Doctors may feel similarly, and may be faced with the dilemma of weighing ethical principles of patient autonomy and "do no harm" against each other.
So should it be taken out of the hands of patients and doctors, and decided by professional societies such as ASRM / ESHRE?
If that is the case, then should the same logic apply to other recommendations such as elective single embryo transfer? Transferring more than one embryo exposes patients to the risk of multiple pregnancy, with the associated potentially devastating public health consequences. However guidelines are just a "guide", and doctors and patients can have educated discussions on how to proceed.
At what point does a "guideline" become a rigid unshakeable mandatory decree that needs to be followed by all doctors and patients?
The next few days and weeks will tell. Until this unusual period of time, it seemed far-fetched that countries would implement laws to limit people's movement, impose curfews or enforce quarantines in exposed individuals.
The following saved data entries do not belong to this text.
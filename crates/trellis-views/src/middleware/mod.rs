//! Middleware framework.
//!
//! [`Middleware`] components run around the router: requests pass through
//! them in registration order, responses in reverse order (the onion model).
//! A middleware can short-circuit the pipeline by answering the request
//! itself, and can intercept dispatch errors before the server's default
//! error page takes over.

pub mod builtin;

use std::future::Future;
use std::pin::Pin;

use async_trait::async_trait;

use trellis_core::{TrellisError, TrellisResult};
use trellis_http::{HttpRequest, HttpResponse};

/// The inner handler a pipeline wraps, usually router dispatch.
pub type PipelineHandler = Box<
    dyn Fn(HttpRequest) -> Pin<Box<dyn Future<Output = TrellisResult<HttpResponse>> + Send>>
        + Send
        + Sync,
>;

/// A middleware component.
///
/// # Examples
///
/// ```
/// use async_trait::async_trait;
/// use trellis_views::middleware::Middleware;
/// use trellis_http::{HttpRequest, HttpResponse};
/// use trellis_core::TrellisError;
///
/// struct RequestCounter;
///
/// #[async_trait]
/// impl Middleware for RequestCounter {
///     async fn process_request(&self, _request: &mut HttpRequest) -> Option<HttpResponse> {
///         None // let the request continue
///     }
///
///     async fn process_response(
///         &self,
///         _request: &HttpRequest,
///         response: HttpResponse,
///     ) -> HttpResponse {
///         response
///     }
///
///     async fn process_exception(
///         &self,
///         _request: &HttpRequest,
///         _error: &TrellisError,
///     ) -> Option<HttpResponse> {
///         None
///     }
/// }
/// ```
#[async_trait]
pub trait Middleware: Send + Sync {
    /// Inspects or modifies the request before it reaches the router.
    ///
    /// Return `Some(response)` to short-circuit the pipeline and skip
    /// dispatch; return `None` to let the request continue.
    async fn process_request(&self, request: &mut HttpRequest) -> Option<HttpResponse>;

    /// Inspects or modifies the response on its way out.
    ///
    /// Called in reverse registration order.
    async fn process_response(
        &self,
        request: &HttpRequest,
        response: HttpResponse,
    ) -> HttpResponse;

    /// Handles a dispatch error.
    ///
    /// Return `Some(response)` to replace the error with a response; return
    /// `None` to let the error propagate to the server's error page.
    async fn process_exception(
        &self,
        request: &HttpRequest,
        error: &TrellisError,
    ) -> Option<HttpResponse>;
}

/// An ordered chain of middleware around a handler.
///
/// Requests run through `process_request` in order; responses run through
/// `process_response` in reverse order. When the inner handler fails,
/// `process_exception` runs in reverse order and the first middleware to
/// return a response converts the failure; otherwise the error propagates.
#[derive(Default)]
pub struct MiddlewarePipeline {
    middlewares: Vec<Box<dyn Middleware>>,
}

impl std::fmt::Debug for MiddlewarePipeline {
    fn fmt(&self, f: &mut std::fmt::Formatter<'_>) -> std::fmt::Result {
        f.debug_struct("MiddlewarePipeline")
            .field("middleware_count", &self.middlewares.len())
            .finish()
    }
}

impl MiddlewarePipeline {
    /// Creates an empty pipeline.
    pub fn new() -> Self {
        Self::default()
    }

    /// Appends a middleware to the pipeline.
    pub fn add(&mut self, middleware: impl Middleware + 'static) {
        self.middlewares.push(Box::new(middleware));
    }

    /// Returns the number of middleware components.
    pub fn len(&self) -> usize {
        self.middlewares.len()
    }

    /// Returns `true` if the pipeline is empty.
    pub fn is_empty(&self) -> bool {
        self.middlewares.is_empty()
    }

    /// Runs a request through the pipeline and handler.
    ///
    /// # Errors
    ///
    /// Propagates the handler's error when no middleware converts it via
    /// `process_exception`.
    pub async fn process(
        &self,
        mut request: HttpRequest,
        handler: &PipelineHandler,
    ) -> TrellisResult<HttpResponse> {
        // Phase 1: process_request, forward order. On short-circuit, only
        // the middleware that already ran see the response.
        for (i, mw) in self.middlewares.iter().enumerate() {
            if let Some(response) = mw.process_request(&mut request).await {
                let mut response = response;
                for j in (0..=i).rev() {
                    response = self.middlewares[j]
                        .process_response(&request, response)
                        .await;
                }
                return Ok(response);
            }
        }

        // Phase 2: the handler, with error interception
        let response = match handler(request.clone()).await {
            Ok(response) => response,
            Err(error) => {
                let mut converted = None;
                for mw in self.middlewares.iter().rev() {
                    if let Some(response) = mw.process_exception(&request, &error).await {
                        converted = Some(response);
                        break;
                    }
                }
                match converted {
                    Some(response) => response,
                    None => return Err(error),
                }
            }
        };

        // Phase 3: process_response, reverse order
        let mut response = response;
        for mw in self.middlewares.iter().rev() {
            response = mw.process_response(&request, response).await;
        }
        Ok(response)
    }
}

#[cfg(test)]
mod tests {
    use super::*;
    use std::sync::{Arc, Mutex};

    struct Recorder {
        name: &'static str,
        log: Arc<Mutex<Vec<String>>>,
        block: bool,
    }

    #[async_trait]
    impl Middleware for Recorder {
        async fn process_request(&self, _request: &mut HttpRequest) -> Option<HttpResponse> {
            self.log.lock().unwrap().push(format!("req:{}", self.name));
            if self.block {
                Some(HttpResponse::forbidden("blocked"))
            } else {
                None
            }
        }

        async fn process_response(
            &self,
            _request: &HttpRequest,
            response: HttpResponse,
        ) -> HttpResponse {
            self.log.lock().unwrap().push(format!("resp:{}", self.name));
            response
        }

        async fn process_exception(
            &self,
            _request: &HttpRequest,
            _error: &TrellisError,
        ) -> Option<HttpResponse> {
            None
        }
    }

    fn ok_handler() -> PipelineHandler {
        Box::new(|_request| Box::pin(async { Ok(HttpResponse::ok("handled")) }))
    }

    fn failing_handler() -> PipelineHandler {
        Box::new(|_request| {
            Box::pin(async { Err(TrellisError::InternalServerError("boom".to_string())) })
        })
    }

    #[tokio::test]
    async fn test_onion_order() {
        let log = Arc::new(Mutex::new(Vec::new()));
        let mut pipeline = MiddlewarePipeline::new();
        pipeline.add(Recorder {
            name: "outer",
            log: Arc::clone(&log),
            block: false,
        });
        pipeline.add(Recorder {
            name: "inner",
            log: Arc::clone(&log),
            block: false,
        });

        let request = HttpRequest::builder().build();
        let response = pipeline.process(request, &ok_handler()).await.unwrap();
        assert_eq!(response.content_str(), "handled");

        let log = log.lock().unwrap();
        assert_eq!(
            *log,
            vec!["req:outer", "req:inner", "resp:inner", "resp:outer"]
        );
    }

    #[tokio::test]
    async fn test_short_circuit_skips_handler_and_later_middleware() {
        let log = Arc::new(Mutex::new(Vec::new()));
        let mut pipeline = MiddlewarePipeline::new();
        pipeline.add(Recorder {
            name: "first",
            log: Arc::clone(&log),
            block: true,
        });
        pipeline.add(Recorder {
            name: "second",
            log: Arc::clone(&log),
            block: false,
        });

        let request = HttpRequest::builder().build();
        let response = pipeline.process(request, &ok_handler()).await.unwrap();
        assert_eq!(response.status(), http::StatusCode::FORBIDDEN);

        let log = log.lock().unwrap();
        assert_eq!(*log, vec!["req:first", "resp:first"]);
    }

    #[tokio::test]
    async fn test_unconverted_error_propagates() {
        let pipeline = MiddlewarePipeline::new();
        let request = HttpRequest::builder().build();
        let result = pipeline.process(request, &failing_handler()).await;
        assert!(matches!(
            result,
            Err(TrellisError::InternalServerError(_))
        ));
    }

    struct ErrorCatcher;

    #[async_trait]
    impl Middleware for ErrorCatcher {
        async fn process_request(&self, _request: &mut HttpRequest) -> Option<HttpResponse> {
            None
        }

        async fn process_response(
            &self,
            _request: &HttpRequest,
            response: HttpResponse,
        ) -> HttpResponse {
            response
        }

        async fn process_exception(
            &self,
            _request: &HttpRequest,
            error: &TrellisError,
        ) -> Option<HttpResponse> {
            Some(HttpResponse::server_error(format!("caught: {error}")))
        }
    }

    #[tokio::test]
    async fn test_exception_converted_to_response() {
        let mut pipeline = MiddlewarePipeline::new();
        pipeline.add(ErrorCatcher);

        let request = HttpRequest::builder().build();
        let response = pipeline.process(request, &failing_handler()).await.unwrap();
        assert_eq!(response.status(), http::StatusCode::INTERNAL_SERVER_ERROR);
        assert!(response.content_str().contains("caught"));
    }
}
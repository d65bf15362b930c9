//! The route table and request dispatch.
//!
//! [`Router`] keeps an ordered route list per HTTP method. Registration
//! compiles the path template immediately, so malformed routes fail at
//! startup; dispatch normalizes the request path and scans the method's
//! routes in registration order, invoking the first match.

use std::collections::HashMap;
use std::fmt;
use std::sync::Arc;

use http::Method;
use tracing::Instrument;

use trellis_core::{TrellisError, TrellisResult};

use crate::routing::normalize::normalize_path;
use crate::routing::pattern::{PathParams, RoutePattern};
use crate::routing::registry::HandlerRegistry;
use crate::{BoxFuture, HttpRequest, HttpResponse};

/// A typed route handler: a request plus extracted path parameters in, a
/// boxed response future out.
pub type RouteHandler = Arc<dyn Fn(HttpRequest, PathParams) -> BoxFuture + Send + Sync>;

/// What a route invokes when it matches.
///
/// `Inline` carries the handler closure directly. `Bound` names a
/// controller method to be resolved through the router's
/// [`HandlerRegistry`] at dispatch time.
#[derive(Clone)]
pub enum Handler {
    /// A handler closure attached directly to the route.
    Inline(RouteHandler),
    /// A `controller@method` reference resolved via the registry.
    Bound { controller: String, method: String },
}

impl fmt::Debug for Handler {
    fn fmt(&self, f: &mut fmt::Formatter<'_>) -> fmt::Result {
        match self {
            Self::Inline(_) => f.write_str("Handler::Inline(..)"),
            Self::Bound { controller, method } => {
                write!(f, "Handler::Bound({controller}@{method})")
            }
        }
    }
}

impl Handler {
    /// Wraps a closure as an inline handler.
    pub fn inline<F>(f: F) -> Self
    where
        F: Fn(HttpRequest, PathParams) -> BoxFuture + Send + Sync + 'static,
    {
        Self::Inline(Arc::new(f))
    }

    /// Creates a registry-bound handler reference.
    pub fn bound(controller: impl Into<String>, method: impl Into<String>) -> Self {
        Self::Bound {
            controller: controller.into(),
            method: method.into(),
        }
    }

    /// Parses a `"Controller@method"` specification.
    ///
    /// # Errors
    ///
    /// Returns [`TrellisError::MalformedHandlerSpec`] when the string lacks
    /// an `@` separator or either side of it is empty.
    pub fn parse(spec: &str) -> TrellisResult<Self> {
        match spec.split_once('@') {
            Some((controller, method)) if !controller.is_empty() && !method.is_empty() => {
                Ok(Self::bound(controller, method))
            }
            _ => Err(TrellisError::MalformedHandlerSpec(spec.to_string())),
        }
    }
}

/// A registered route: a compiled pattern and the handler it invokes.
#[derive(Debug, Clone)]
pub struct Route {
    pattern: RoutePattern,
    handler: Handler,
}

impl Route {
    /// Returns the route's compiled pattern.
    pub const fn pattern(&self) -> &RoutePattern {
        &self.pattern
    }

    /// Returns the route's handler.
    pub const fn handler(&self) -> &Handler {
        &self.handler
    }
}

/// The result of resolving a path against the route table.
#[derive(Debug)]
pub struct RouteMatch<'a> {
    /// The handler of the matched route.
    pub handler: &'a Handler,
    /// Parameters captured from the path, in template declaration order.
    pub params: PathParams,
}

/// The built-in page served when no route matches and no custom not-found
/// handler is registered.
const FALLBACK_404_PAGE: &str = r#"<!DOCTYPE html>
<html lang="en">
<head>
    <meta charset="utf-8">
    <meta name="viewport" content="width=device-width, initial-scale=1">
    <title>404 - Page Not Found</title>
    <style>
        body {
            margin: 0;
            font-family: -apple-system, BlinkMacSystemFont, "Segoe UI", sans-serif;
            background: linear-gradient(135deg, #667eea 0%, #764ba2 100%);
            color: #fff;
            display: flex;
            align-items: center;
            justify-content: center;
            min-height: 100vh;
            text-align: center;
        }
        h1 { font-size: 6rem; margin: 0; }
        p { font-size: 1.25rem; opacity: 0.85; }
        a { color: #fff; }
    </style>
</head>
<body>
    <div>
        <h1>404</h1>
        <p>The page you are looking for could not be found.</p>
        <p><a href="/">Return home</a></p>
    </div>
</body>
</html>
"#;

/// The regex-based URL router.
///
/// Routes are registered per HTTP method and matched in registration order;
/// the first matching route wins. Re-registering a path for the same method
/// replaces the earlier handler in place, keeping its original position.
///
/// Dispatch takes `&self`, so a built router can be shared behind an `Arc`
/// and serve any number of concurrent requests.
///
/// # Examples
///
/// ```
/// use trellis_http::routing::{Handler, Router};
/// use trellis_http::{HttpRequest, HttpResponse};
///
/// # tokio_test::block_on(async {
/// let mut router = Router::new();
/// router
///     .get("/", Handler::inline(|_request, _params| {
///         Box::pin(async { HttpResponse::ok("home") })
///     }))
///     .unwrap();
///
/// let response = router
///     .dispatch(HttpRequest::builder().path("/").build())
///     .await
///     .unwrap();
/// assert_eq!(response.content_str(), "home");
/// # });
/// ```
#[derive(Default)]
pub struct Router {
    routes: HashMap<Method, Vec<Route>>,
    registry: HandlerRegistry,
    not_found: Option<Handler>,
    mount_prefix: String,
}

impl fmt::Debug for Router {
    fn fmt(&self, f: &mut fmt::Formatter<'_>) -> fmt::Result {
        f.debug_struct("Router")
            .field("route_count", &self.route_count())
            .field("registry", &self.registry)
            .field("mount_prefix", &self.mount_prefix)
            .finish_non_exhaustive()
    }
}

impl Router {
    /// Creates an empty router.
    pub fn new() -> Self {
        Self::default()
    }

    /// Sets the mount prefix stripped from incoming paths, for applications
    /// served under a subdirectory.
    pub fn set_mount_prefix(&mut self, prefix: impl Into<String>) -> &mut Self {
        self.mount_prefix = prefix.into();
        self
    }

    /// Returns the handler registry for registering controller methods.
    pub fn registry_mut(&mut self) -> &mut HandlerRegistry {
        &mut self.registry
    }

    /// Registers a route for an arbitrary HTTP method.
    ///
    /// The path template is compiled immediately. If a route with the same
    /// compiled pattern already exists for this method, its handler is
    /// replaced and the route keeps its position in the table.
    ///
    /// # Errors
    ///
    /// Returns [`TrellisError::EmptyRoutePath`] for an empty path and
    /// [`TrellisError::ImproperlyConfigured`] when the template does not
    /// compile.
    pub fn register(
        &mut self,
        method: Method,
        path: &str,
        handler: Handler,
    ) -> TrellisResult<&mut Self> {
        let pattern = RoutePattern::compile(path)?;
        let routes = self.routes.entry(method).or_default();

        if let Some(existing) = routes
            .iter_mut()
            .find(|route| route.pattern.pattern_str() == pattern.pattern_str())
        {
            existing.handler = handler;
        } else {
            routes.push(Route { pattern, handler });
        }
        Ok(self)
    }

    /// Registers a GET route.
    ///
    /// # Errors
    ///
    /// See [`Router::register`].
    pub fn get(&mut self, path: &str, handler: Handler) -> TrellisResult<&mut Self> {
        self.register(Method::GET, path, handler)
    }

    /// Registers a POST route.
    ///
    /// # Errors
    ///
    /// See [`Router::register`].
    pub fn post(&mut self, path: &str, handler: Handler) -> TrellisResult<&mut Self> {
        self.register(Method::POST, path, handler)
    }

    /// Registers a PUT route.
    ///
    /// # Errors
    ///
    /// See [`Router::register`].
    pub fn put(&mut self, path: &str, handler: Handler) -> TrellisResult<&mut Self> {
        self.register(Method::PUT, path, handler)
    }

    /// Registers a DELETE route.
    ///
    /// # Errors
    ///
    /// See [`Router::register`].
    pub fn delete(&mut self, path: &str, handler: Handler) -> TrellisResult<&mut Self> {
        self.register(Method::DELETE, path, handler)
    }

    /// Registers a PATCH route.
    ///
    /// # Errors
    ///
    /// See [`Router::register`].
    pub fn patch(&mut self, path: &str, handler: Handler) -> TrellisResult<&mut Self> {
        self.register(Method::PATCH, path, handler)
    }

    /// Sets the handler invoked when no route matches.
    ///
    /// The handler's response status is forced to 404 regardless of what it
    /// returns.
    pub fn set_not_found(&mut self, handler: Handler) -> &mut Self {
        self.not_found = Some(handler);
        self
    }

    /// Returns the routes registered for the given method, in order.
    pub fn routes_for(&self, method: &Method) -> &[Route] {
        self.routes.get(method).map_or(&[], Vec::as_slice)
    }

    /// Returns the total number of registered routes across all methods.
    pub fn route_count(&self) -> usize {
        self.routes.values().map(Vec::len).sum()
    }

    /// Resolves a normalized path against the route table.
    ///
    /// Scans the method's routes in registration order and returns the
    /// first match, or `None` when nothing matches.
    pub fn resolve(&self, method: &Method, path: &str) -> Option<RouteMatch<'_>> {
        self.routes.get(method)?.iter().find_map(|route| {
            route.pattern.matches(path).map(|params| RouteMatch {
                handler: &route.handler,
                params,
            })
        })
    }

    /// Dispatches a request to its matching handler.
    ///
    /// The request path is normalized, the route table is consulted, and
    /// the matched handler is awaited. When no route matches, the
    /// registered not-found handler runs (with its status forced to 404) or
    /// the built-in 404 page is returned.
    ///
    /// # Errors
    ///
    /// Returns [`TrellisError::HandlerNotRegistered`] when a matched route
    /// names a `controller@method` absent from the registry. The caller at
    /// the server boundary turns this into a 500 response.
    pub async fn dispatch(&self, request: HttpRequest) -> TrellisResult<HttpResponse> {
        let path = normalize_path(request.path(), &self.mount_prefix);
        let span = trellis_core::logging::request_span(request.method().as_str(), &path);

        async move {
            if let Some(matched) = self.resolve(request.method(), &path) {
                tracing::debug!(params = matched.params.len(), "route matched");
                let handler = self.materialize(matched.handler)?;
                let params = matched.params;
                return Ok(handler(request, params).await);
            }

            tracing::debug!("no route matched");
            if let Some(not_found) = &self.not_found {
                let handler = self.materialize(not_found)?;
                let mut response = handler(request, PathParams::new()).await;
                response.set_status(http::StatusCode::NOT_FOUND);
                return Ok(response);
            }

            Ok(HttpResponse::not_found(FALLBACK_404_PAGE))
        }
        .instrument(span)
        .await
    }

    /// Resolves a [`Handler`] to an invocable closure, consulting the
    /// registry for bound handlers.
    fn materialize(&self, handler: &Handler) -> TrellisResult<RouteHandler> {
        match handler {
            Handler::Inline(f) => Ok(Arc::clone(f)),
            Handler::Bound { controller, method } => self
                .registry
                .lookup(controller, method)
                .ok_or_else(|| TrellisError::HandlerNotRegistered {
                    controller: controller.clone(),
                    method: method.clone(),
                }),
        }
    }
}
//! # trellis
//!
//! A minimal MVC web routing framework for Rust.
//!
//! This is the meta-crate that re-exports the sub-crates for convenient
//! access. Depend on `trellis` to get the whole framework, or on individual
//! crates for finer-grained control.
//!
//! # Examples
//!
//! ```no_run
//! use trellis::core::Settings;
//! use trellis::http::routing::{Handler, Router};
//! use trellis::http::HttpResponse;
//! use trellis::views::middleware::builtin::SecurityMiddleware;
//! use trellis::views::App;
//!
//! #[tokio::main]
//! async fn main() -> Result<(), trellis::core::TrellisError> {
//!     let settings = Settings::default();
//!     trellis::core::logging::setup_logging(&settings);
//!
//!     let mut router = Router::new();
//!     router.get("/", Handler::inline(|_request, _params| {
//!         Box::pin(async { HttpResponse::ok("Hello, trellis!") })
//!     }))?;
//!
//!     App::new(settings)
//!         .router(router)
//!         .middleware(SecurityMiddleware::default())
//!         .run()
//!         .await
//! }
//! ```

/// Core types: settings, errors, logging, and text utilities.
pub use trellis_core as core;

/// HTTP layer: request, response, and the regex route table.
pub use trellis_http as http;

/// View layer: controllers, templates, CSRF, middleware, and the server.
pub use trellis_views as views;

pub use trellis_core::{Settings, TrellisError, TrellisResult};
pub use trellis_http::{HttpRequest, HttpResponse, JsonResponse};
pub use trellis_views::{App, Controller};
All of us will be charged with the difficult task of weighing competing risks to our patients and make the best decisions for them. Staying informed and engaging in the ongoing discussion (for example on this "Dialog" site) forms the basis for evolving treatment recommendations and guidelines going forward.
That's a great analysis Alex thank you for sharing! The way I see it, I was not that concerned about non-urgent cases since I was anticipating this to last a couple of weeks tops. However, those ethical dilemmas will become a real consideration if the recommendations persist for a prolonged period of time. If that were to be the case, another discussion would be warranted. At this point, the situation is very fluid and I am glad that our society said they would reassess the situation in the near future when I hope they take all those points into account.
Very strong statement -created/reviewed/approved in record time. I eagerly await the next update and hope that the Task Force has started to think about the criteria for "re-starting" infertility care.
I agree. The question in my mind is, if this is just the beginning and disease peak is anticipated to happen around July, as some experts have stated, what does that mean for us? No treatments until then?
We appreciate our society's invaluable guidance. We have implemented these recommendations and have halted non-urgent fertility treatment starts.